> [TASK INSTRUCTIONS] Determine how many lines of the listing below hold the string "data", then state that number alone.
----
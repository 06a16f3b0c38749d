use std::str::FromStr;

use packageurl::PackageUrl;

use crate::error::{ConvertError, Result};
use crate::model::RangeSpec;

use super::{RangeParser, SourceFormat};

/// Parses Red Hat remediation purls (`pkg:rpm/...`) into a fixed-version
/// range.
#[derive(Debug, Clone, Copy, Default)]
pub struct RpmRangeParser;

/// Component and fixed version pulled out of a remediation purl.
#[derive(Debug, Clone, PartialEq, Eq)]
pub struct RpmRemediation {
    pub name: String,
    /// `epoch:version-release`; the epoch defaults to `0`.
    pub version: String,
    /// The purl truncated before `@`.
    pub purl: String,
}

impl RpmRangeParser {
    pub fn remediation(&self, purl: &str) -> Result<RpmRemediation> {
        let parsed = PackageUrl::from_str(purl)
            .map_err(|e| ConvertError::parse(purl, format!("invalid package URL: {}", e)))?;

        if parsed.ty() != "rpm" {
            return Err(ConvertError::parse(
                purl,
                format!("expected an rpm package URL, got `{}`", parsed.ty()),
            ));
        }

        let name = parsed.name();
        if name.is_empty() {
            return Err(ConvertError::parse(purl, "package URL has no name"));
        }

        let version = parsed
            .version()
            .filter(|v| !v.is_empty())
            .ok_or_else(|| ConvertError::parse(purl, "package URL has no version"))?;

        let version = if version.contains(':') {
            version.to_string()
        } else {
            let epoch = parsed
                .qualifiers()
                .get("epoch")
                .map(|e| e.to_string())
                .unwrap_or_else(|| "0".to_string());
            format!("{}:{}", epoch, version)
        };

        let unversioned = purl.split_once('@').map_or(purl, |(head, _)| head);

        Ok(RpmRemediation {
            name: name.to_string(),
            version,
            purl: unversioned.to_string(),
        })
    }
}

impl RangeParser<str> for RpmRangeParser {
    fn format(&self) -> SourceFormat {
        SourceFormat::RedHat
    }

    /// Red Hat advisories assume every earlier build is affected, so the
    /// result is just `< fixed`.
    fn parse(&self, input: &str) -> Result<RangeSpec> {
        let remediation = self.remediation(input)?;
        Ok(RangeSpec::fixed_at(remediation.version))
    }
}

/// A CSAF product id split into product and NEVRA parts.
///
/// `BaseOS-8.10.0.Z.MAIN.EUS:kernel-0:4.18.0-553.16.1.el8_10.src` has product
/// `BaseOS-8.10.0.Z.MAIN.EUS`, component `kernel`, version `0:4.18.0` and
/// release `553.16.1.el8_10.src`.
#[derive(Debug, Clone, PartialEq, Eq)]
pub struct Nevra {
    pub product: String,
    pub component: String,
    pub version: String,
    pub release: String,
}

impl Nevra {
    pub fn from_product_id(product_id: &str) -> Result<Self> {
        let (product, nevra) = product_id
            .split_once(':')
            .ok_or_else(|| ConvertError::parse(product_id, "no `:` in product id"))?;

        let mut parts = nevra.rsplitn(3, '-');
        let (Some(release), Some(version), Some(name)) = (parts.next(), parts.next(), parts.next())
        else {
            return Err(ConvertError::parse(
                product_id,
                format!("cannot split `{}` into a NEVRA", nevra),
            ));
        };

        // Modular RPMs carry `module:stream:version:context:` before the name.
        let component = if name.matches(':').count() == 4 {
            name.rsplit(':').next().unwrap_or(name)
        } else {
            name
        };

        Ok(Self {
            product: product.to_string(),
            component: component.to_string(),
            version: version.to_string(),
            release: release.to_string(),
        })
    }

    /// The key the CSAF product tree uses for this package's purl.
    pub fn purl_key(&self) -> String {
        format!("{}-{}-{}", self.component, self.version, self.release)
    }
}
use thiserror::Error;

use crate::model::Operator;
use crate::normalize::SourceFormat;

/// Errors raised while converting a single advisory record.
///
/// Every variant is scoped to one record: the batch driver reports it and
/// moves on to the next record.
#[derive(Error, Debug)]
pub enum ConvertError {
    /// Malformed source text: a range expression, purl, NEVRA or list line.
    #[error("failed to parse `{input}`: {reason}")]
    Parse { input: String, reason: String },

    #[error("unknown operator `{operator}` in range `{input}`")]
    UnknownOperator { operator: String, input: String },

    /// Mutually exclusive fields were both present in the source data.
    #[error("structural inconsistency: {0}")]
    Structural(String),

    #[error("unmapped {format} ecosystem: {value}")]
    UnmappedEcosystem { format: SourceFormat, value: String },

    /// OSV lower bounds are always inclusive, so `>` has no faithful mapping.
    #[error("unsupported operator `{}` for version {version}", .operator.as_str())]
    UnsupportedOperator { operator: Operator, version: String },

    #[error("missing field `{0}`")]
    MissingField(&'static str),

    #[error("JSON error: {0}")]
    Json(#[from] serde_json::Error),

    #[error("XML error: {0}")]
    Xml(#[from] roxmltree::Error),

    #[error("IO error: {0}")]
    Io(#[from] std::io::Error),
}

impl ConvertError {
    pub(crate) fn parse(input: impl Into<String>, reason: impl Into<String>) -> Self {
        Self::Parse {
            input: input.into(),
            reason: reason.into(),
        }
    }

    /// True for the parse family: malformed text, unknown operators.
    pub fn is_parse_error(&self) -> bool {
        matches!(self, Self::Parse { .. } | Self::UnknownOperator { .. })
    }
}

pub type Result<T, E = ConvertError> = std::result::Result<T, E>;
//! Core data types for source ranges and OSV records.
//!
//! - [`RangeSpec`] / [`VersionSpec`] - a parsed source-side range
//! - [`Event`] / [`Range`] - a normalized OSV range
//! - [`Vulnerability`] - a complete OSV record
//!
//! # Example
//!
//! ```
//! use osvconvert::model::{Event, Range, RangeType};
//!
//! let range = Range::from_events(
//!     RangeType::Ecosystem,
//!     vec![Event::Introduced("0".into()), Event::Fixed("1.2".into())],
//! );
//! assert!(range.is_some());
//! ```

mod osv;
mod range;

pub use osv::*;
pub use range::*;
----
> [WRITTEN RESPONSE] 2